Last year my wife and I spent a week or so vacationing with family, visiting Civil War Battlefields. The time was well spent, although sobering to be on the actual soil where so many people died, not that long ago.

This article is not about the Civil War, but about two things I found there that came back to me early this year and reminded me a little bit of why I do what I do. I would like to share a bit with you. I know you are busy… Will you stop and sit with me for a moment?

Cannon shot and metal shrapnel from the Battle of Gettysburg buried in the tree trunk

The first is an object I saw in a glass case at a museum at Gettysburg. It was a portion of a tree five or six feet tall that forked into two limbs. Buried in the tree at regular intervals, all along its surface, were round cannon shot, pieces of metal shrapnel, and musket shot. It was an actual piece of a tree preserved from the battle site. I had already seen some split rail fence sections with musket balls buried in the wood, but for some reason seeing the tree riddled with metal, so much metal, hurled through the air so randomly, and with such force, made the reality of the battle crystallize in my mind. How would it have been possible for anything living to survive under such conditions? The glass case was in the middle of a walkway between two galleries, and people streamed past me, some going one way, some going the other way. I stood, transfixed by this portion of tree so full of metal. It meant something to me, many things perhaps, but thinking this through would have to happen later.

A couple of days later I found myself in one of my favorite places to be: an old house that had been repurposed into a book store. Used books upstairs, new books downstairs. I did what must be done in such a place and began to meander. Eventually I found myself looking at two books very near to each other on the same shelf: Thoreau and the Language of Trees, by Richard Higgins, and The Hidden Life of Trees, by Peter Wollheben. I flipped through the two of them. I only wanted to spend money on one, and they both beckoned to be read. Finally a page from the first book turned open and my eye channeled down to a sentence. I read it, backed up for a bit of context, and stood, transfixed once more, but in a different way than before. I am amazed that the written word can travel forward through time and show that people have always been people, and some will see what others do not while those others also see what someone else has missed.  How will the world be known unless we are willing to receive from one another that which only another can give? We all live in the same world, yet we each have a truly unique and precious perspective.
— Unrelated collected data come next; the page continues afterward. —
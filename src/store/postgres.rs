use std::collections::BTreeMap;

use async_trait::async_trait;
use chrono::{DateTime, Utc};
use sqlx::{PgPool, Row};

use super::{BookingStore, NewBooking, StoreError};
use crate::models::{Booking, Seat, Show};

/// Postgres-backed seat ledger.
#[derive(Clone)]
pub struct PostgresStore {
    pool: PgPool,
}

impl PostgresStore {
    pub fn new(pool: PgPool) -> Self {
        Self { pool }
    }
}

fn is_unique_violation(err: &sqlx::Error) -> bool {
    matches!(err, sqlx::Error::Database(db) if db.is_unique_violation())
}

/// Groups joined booking/seat rows back into bookings, in id order.
fn group_booking_rows(rows: Vec<sqlx::postgres::PgRow>) -> Vec<Booking> {
    let mut map: BTreeMap<i64, Booking> = BTreeMap::new();
    for row in rows {
        let bid: i64 = row.get("bid");
        let entry = map.entry(bid).or_insert_with(|| Booking {
            id: bid,
            show_id: row.get("show_id"),
            customer_name: row.get("customer_name"),
            email: row.get("email"),
            seats: Vec::new(),
            total_amount: row.get("total_amount"),
            confirmed: row.get("confirmed"),
            created_at: row.get("created_at"),
        });
        let seat_row: Option<String> = row.try_get("seat_row").ok().flatten();
        let seat_number: Option<i32> = row.try_get("seat_number").ok().flatten();
        if let (Some(r), Some(n)) = (seat_row, seat_number) {
            if let Some(label) = r.chars().next() {
                entry.seats.push(Seat::new(label, n));
            }
        }
    }
    map.into_values().collect()
}

#[async_trait]
impl BookingStore for PostgresStore {
    async fn get_show(&self, show_id: i64) -> Result<Option<Show>, StoreError> {
        let show = sqlx::query_as::<_, Show>(
            "SELECT id, movie_id, starts_at, hall_number, total_seats, ticket_price
             FROM shows WHERE id = $1",
        )
        .bind(show_id)
        .fetch_optional(&self.pool)
        .await?;
        Ok(show)
    }

    async fn create_booking(&self, booking: &NewBooking) -> Result<i64, StoreError> {
        let mut tx = self.pool.begin().await?;

        let booking_id = sqlx::query_scalar::<_, i64>(
            "INSERT INTO bookings (show_id, customer_name, email, total_amount, confirmed, created_at)
             VALUES ($1, $2, $3, $4, $5, $6)
             RETURNING id",
        )
        .bind(booking.show_id)
        .bind(&booking.customer_name)
        .bind(&booking.email)
        .bind(booking.total_amount)
        .bind(booking.confirmed)
        .bind(booking.created_at)
        .fetch_one(&mut *tx)
        .await?;

        for seat in &booking.seats {
            let inserted = sqlx::query(
                "INSERT INTO booking_seats (booking_id, show_id, seat_row, seat_number)
                 VALUES ($1, $2, $3, $4)",
            )
            .bind(booking_id)
            .bind(booking.show_id)
            .bind(seat.row.to_string())
            .bind(seat.number)
            .execute(&mut *tx)
            .await;

            if let Err(e) = inserted {
                let _ = tx.rollback().await;
                return Err(if is_unique_violation(&e) {
                    StoreError::DuplicateSeat
                } else {
                    StoreError::Database(e)
                });
            }
        }

        tx.commit().await?;
        Ok(booking_id)
    }

    async fn list_confirmed_bookings(&self, show_id: i64) -> Result<Vec<Booking>, StoreError> {
        let rows = sqlx::query(
            r#"
            SELECT b.id AS bid, b.show_id, b.customer_name, b.email,
                   b.total_amount, b.confirmed, b.created_at,
                   s.seat_row, s.seat_number
            FROM bookings b
            LEFT JOIN booking_seats s ON s.booking_id = b.id
            WHERE b.show_id = $1 AND b.confirmed = true
            ORDER BY b.id, s.seat_row, s.seat_number
            "#,
        )
        .bind(show_id)
        .fetch_all(&self.pool)
        .await?;

        Ok(group_booking_rows(rows))
    }

    async fn get_booking(&self, booking_id: i64) -> Result<Option<Booking>, StoreError> {
        let rows = sqlx::query(
            r#"
            SELECT b.id AS bid, b.show_id, b.customer_name, b.email,
                   b.total_amount, b.confirmed, b.created_at,
                   s.seat_row, s.seat_number
            FROM bookings b
            LEFT JOIN booking_seats s ON s.booking_id = b.id
            WHERE b.id = $1
            ORDER BY s.seat_row, s.seat_number
            "#,
        )
        .bind(booking_id)
        .fetch_all(&self.pool)
        .await?;

        Ok(group_booking_rows(rows).into_iter().next())
    }

    async fn delete_stale_unconfirmed(&self, cutoff: DateTime<Utc>) -> Result<u64, StoreError> {
        let result =
            sqlx::query("DELETE FROM bookings WHERE confirmed = false AND created_at < $1")
                .bind(cutoff)
                .execute(&self.pool)
                .await?;
        Ok(result.rows_affected())
    }
}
Here is one such perspective, quoted from page 103, a section titled “I Recover My Spirits”:

 

Ah, if I could so live that there should be no desultory moment in all my life! That in the trivial season, when small fruits are ripe, my fruits might be ripe also. That I could match nature always with my moods!  That in each season when some part of nature especially flourishes, then a corresponding part of me may not fail to flourish. Ah, I would walk, I would sit and sleep, with natural piety.  What if I could pray aloud or to myself as I went along by the brooksides a cheerful prayer like the birds! For joy I could embrace the earth; I shall delight to be buried in it…  I thank you God.  I do not deserve anything.  I am unworthy of the least regard, and yet I am made to rejoice.  I am impure and worthless, and yet the world is gilded for my delight, holidays are prepared for me, and my path is strewn with flowers.

                                                                                                            Journal, AUGUST 17, 1851

 

According to the author, it was “the sound of wind in the trees one summer day” that led Thoreau to this exalted state of mind/spirit.

On the one hand, a tree preserved in a glass case spoke to me out of the past to powerfully illustrate the (to me) previously unimaginable conditions of the battle of Gettysburg. On the other hand, a breeze blowing through a forest canopy caused Thoreau’s mind to be  filled with the undeserved beauty of life on this earth and to write words that echoed within me in a hopeful way. Perhaps part of what I am trying to express for you today is that as I visit your properties looking at your trees, every now and then I come across a specimen of magnificence that has passed through several of my lifetimes and more, and yet is still there, alive, breathing, eating, drinking. In a way, living in hope that the world will remain as it has been since the tree was a seedling. As an arborist I can see how it has been battered by ice, wind, and possible disease, but it is still standing despite the scar tissue. I also know there is a very good chance it will be there long after we are gone.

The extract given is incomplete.